T3 regulates bone development and its actions are mediated by TRα and TRβ. Using TR knockout mice we demonstrated that TRα1 is the predominant mediator of T3 action in bone, although TRα2 (a non-T3 binding isoform of unknown function) and TRβ1 are also expressed in the skeleton. We show that mice lacking TRα2 have characteristic skeletal abnormalities of delayed closure of the skull sutures, abnormal clavicle development and reduced bone mineralization; a phenotype that recapitulates human cleidocranial dysplasia. By contrast, mice lacking TRα1 have delayed cartilage development and growth retardation.
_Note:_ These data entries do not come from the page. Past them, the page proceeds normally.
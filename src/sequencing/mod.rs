//! Beamline sequences built on the device traits.
//!
//! Every sequence takes its devices as arguments and is built on one wait
//! primitive, [`actuate_and_await`]: command once, then poll until a status
//! predicate holds or the wait is bounded out.

pub mod actuate;
pub mod annealer;
pub mod attenuator;
pub mod beamsize;
pub mod cover;
pub mod electrode;
pub mod energy;
pub mod flux;

pub use actuate::{actuate_and_await, actuate_until_in_position, ActuatorCommand, PollPolicy};
pub use annealer::{
    anneal, Annealer, DEFAULT_ANNEAL_DWELL, GOVERNOR_CRYO_BLOCKED, GOVERNOR_SAMPLE_ALIGNMENT,
};
pub use attenuator::Attenuator;
pub use beamsize::{set_beam_size, HorizontalSize, Lens, Transfocator, VerticalSize};
pub use cover::DetectorCover;
pub use electrode::{step_electrode_influence, Bimorph, BimorphSupply, ElectrodeStep, StepOptions};
pub use energy::{
    set_energy_motors, EnergyMotors, LastGoodPositions, LookupTableStore, FIXED_MOTORS,
    LGP_NAMES, LUT_NAMES, TABULATED_MOTORS,
};
pub use flux::{keithley_flux, mono_energy, mono_wavelength, set_flux_reference};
Thus, we hypothesized TRα mRNA splicing regulates skeletal development. To investigate, we determined levels of TRα1, TRα2 and TRβ1 expression by qRT-PCR in endochondral (tibia) and intramembranous (skull) bone from neonatal and 4 week-old wild-type mice. In accordance with phenotypes in TR knockout mice, TRα1 mRNA was expressed at 35–40 fold higher levels than TRβ1 in neonatal skull and tibia. At 4 weeks, however, levels of TRα1 and TRβ1 were equivalent in skull, but TRα1 expression remained 6 fold higher in tibia. By contrast, TRα1 mRNA expression was 2.5 fold higher than TRα2 in neonatal intramembranous and endochondral bone, whereas the ratio of TRα1:TRα2 expression increased to greater than 10 fold at 4 weeks. Previous studies have shown TRα2 is conserved in mammals, present in all tissues examined and always the predominant transcript expressed from the Thra gene. Here we show that bone is the exception because TRα1 expression predominates. Furthermore, although skeletal TRα2 mRNA expression is low, it is maximal in wild-type mice at the time when skeletal abnormalities develop in TRα2 knockout mice. For the first time these studies suggest a functional role for TRα2 in vivo and they indicate that alternative splicing of the Thra gene regulates skeletal development.